Adsorption will affect permeability in two manners: (1) the pore width will become geometrically narrower by 2n molecular diameters where n is the number of layers adsorbed, and (2) by changing the interactions of molecule and wall through the tangential momentum accommodation coefficient (TMAC). Affect (1) will be of little concern in larger pores, however, in narrow, e.g. 5 nm wide, pores a reduction in width by twice the molecular diameter of methane (0.38 nm) will have a non-negligible effect on the degree of Knudsen diffusion and must be accounted for in simulation. Effect (2) is addressed in Figure 8. Laboratory experiments by Grauv et al. (2009) find that, for Argon, Nitrogen, and Helium impinging on a Silicon surface, TMAC varies between bounds of 0.848±0.008 and 0.956±0.005 at atmospheric conditions. The left image in Figure 8 shows that for TMAC between ~0.75 and 1.00 (purely diffuse reflections) the change in apparent permeability is negligible for Knudsen numbers less than 5.0. The right image in Figure 8 shows that a Knudsen number of 5.0, at a characteristic reservoir temperature of 350 K and a pore pressure greater than ~2 MPa, requires a pore width of less than 1 nm which is below the resolution of current imaging technology. Subsequently, while the values presented in the Grauv et al. by no means constitute an exhaustive dataset, a range of TMAC well beyond the experimental bounds and error exhibits negligible variance in apparent permeability. Additionally, the values of Grauv et al. do agree well with ranges of values measured for hydrogen, helium, and air impingement on aluminium, iron, and bronze (Seidl and Steinheil, 1974; Lord, 1976). Subsequently, in all future simulations reflections are assumed to be completely diffuse (

σV = 1). This result gives extra confidence to the application of Eqns. 4, 5 as the assumption of purely diffuse reflections is fundamental to the derivation.

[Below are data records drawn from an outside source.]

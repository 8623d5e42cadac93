use std::time::Instant;

use reqwest::blocking::Client;
use reqwest::header::ACCEPT;
use reqwest::StatusCode;
use tracing::debug;
use url::Url;

use crate::config::Target;
use crate::Error;

/// Endpoint answering `is_alive` and `version` for a given environment.
pub const ENVIRONMENT_STATUS_PATH: &str = "/puppet/v3/status/whatever";

/// Default URI of the services status endpoint.
pub const SERVICES_STATUS_PATH: &str = "/status/v1/services";

/// The outcome of one HTTP exchange.
#[derive(Clone, Debug)]
pub struct QueryResponse {
    pub status: StatusCode,
    pub body: Vec<u8>,
    /// Seconds until the response headers arrived.
    pub elapsed: f64,
}

/// Composes `https://{host}:{port}{path}` for the given target.
pub fn build_url(host: &str, port: u16, target: &Target) -> Result<Url, Error> {
    let host = if host.contains(':') && !host.starts_with('[') {
        format!("[{host}]")
    } else {
        host.to_owned()
    };

    let raw = match target {
        Target::Environment(_) => format!("https://{host}:{port}{ENVIRONMENT_STATUS_PATH}"),
        Target::Uri(uri) if uri.starts_with('/') => format!("https://{host}:{port}{uri}"),
        Target::Uri(uri) => format!("https://{host}:{port}/{uri}"),
    };

    let mut url = Url::parse(&raw).map_err(|source| Error::InvalidUrl {
        url: raw.clone(),
        source,
    })?;

    if let Target::Environment(environment) = target {
        url.query_pairs_mut().append_pair("environment", environment);
    }

    Ok(url)
}

/// Sends a single GET to `url` and reads the whole body.
pub fn send_query(client: &Client, url: &Url) -> Result<QueryResponse, Error> {
    let request = client.get(url.clone()).header(ACCEPT, "*/*");

    let before = Instant::now();
    let result = request.send();
    let elapsed = before.elapsed().as_secs_f64();
    debug!("Sending query {} took {:.5}s", url, elapsed);

    let response = result.map_err(|source| {
        debug!("Error while sending request to {} err: {}", url, source);
        Error::Transport { source, elapsed }
    })?;

    let status = response.status();
    let body = response
        .bytes()
        .map_err(|source| Error::ReadBody { source, elapsed })?;
    debug!("Response is: {}", String::from_utf8_lossy(&body));

    Ok(QueryResponse {
        status,
        body: body.to_vec(),
        elapsed,
    })
}
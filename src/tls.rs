//! Client identity and the mutually authenticated HTTPS client.

use std::fs;
use std::path::{Path, PathBuf};
use std::time::Duration;

use reqwest::blocking::Client;
use reqwest::Identity;
use tracing::debug;

use crate::Error;

/// Paths of the PEM encoded client certificate and its private key.
#[derive(Clone, Debug, PartialEq, Eq)]
pub struct ClientIdentity {
    pub cert: PathBuf,
    pub key: PathBuf,
}

impl ClientIdentity {
    /// Fails with [Error::CertificateNotFound] for the first file that does not exist.
    pub fn ensure_files_exist(&self) -> Result<(), Error> {
        for path in [&self.cert, &self.key] {
            if !path.exists() {
                return Err(Error::CertificateNotFound(path.clone()));
            }
            debug!("Certificate file: {} found.", path.display());
        }
        Ok(())
    }

    /// Reads certificate and key into one identity.
    pub fn load(&self) -> Result<Identity, Error> {
        debug!(
            "Trying to load cert file: {} and key file: {}",
            self.cert.display(),
            self.key.display()
        );

        let mut pem = read(&self.cert)?;
        pem.push(b'\n');
        pem.extend(read(&self.key)?);

        Identity::from_pem(&pem).map_err(Error::Identity)
    }
}

fn read(path: &Path) -> Result<Vec<u8>, Error> {
    fs::read(path).map_err(|source| Error::ReadIdentity {
        path: path.to_path_buf(),
        source,
    })
}

/// Builds the client for the single status request. It presents the client identity and
/// accepts any server certificate.
pub fn build_client(identity: &ClientIdentity, timeout: Duration) -> Result<Client, Error> {
    identity.ensure_files_exist()?;
    let identity = identity.load()?;

    Client::builder()
        .use_rustls_tls()
        .identity(identity)
        .danger_accept_invalid_certs(true)
        .no_proxy()
        .timeout(timeout)
        .build()
        .map_err(Error::Client)
}
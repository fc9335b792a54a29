//! Trait abstraction for CAN bus operations to enable testing

use async_trait::async_trait;
use std::time::Duration;

use crate::can::CanFrame;

/// Trait for CAN bus I/O operations
///
/// Failures are reported as `false`/`None` only: the bridge never retries a
/// frame and has nothing to propagate.
#[async_trait]
pub trait CanBus: Send {
    /// Transmit one frame
    async fn send(&mut self, frame: &CanFrame) -> bool;

    /// Receive one buffered frame, waiting at most `timeout`
    ///
    /// A zero timeout makes this a non-blocking poll.
    async fn receive(&mut self, timeout: Duration) -> Option<CanFrame>;
}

In order to satisfy the tenets of Langmuir adsorption theory in the simulation, the

following assumptions must be maintained: (1) the adsorbed gas is immobile, (2) all adsorption sites are equivalent, (3) each adsorption site can hold at most one molecule, and (4) no interactions exist between the adsorbed molecules. These assumptions result in a thoroughly homogeneous pore space in which adsorption occurs in all pores with the same probability regardless of the behavior of the free gas in the system. In order to better represent the heterogeneity of adsorption and flow within the pore space, the process of desorption is weighted so as to occur preferentially in the pores that transmit

the greatest fraction of the total flux. This is a physically valid assumption as low flux pores that are isolated from the main flow path or that ‘dead-end’ within the sample will not experience the same pore pressure depletion as high flux pores and will, subsequently, experience delayed desorption. This weighted desorption process is simulated by identifying each individual, isolated connected pore system that percolates the sample and treating each as its own Langmuir-satisfying space where global desorption occurs in a pseudo-Langmuir fashion in the highest flux pores first. Subsequently, adsorption is simulated by identifying the total number of gas molecules that will adsorb at a given pore pressure, f, the total number of adsorption sites in each connected pore, N, and the fraction of flux within each pore by randomly updating f adsorption sites to solid voxels beginning with the lowest flux pores.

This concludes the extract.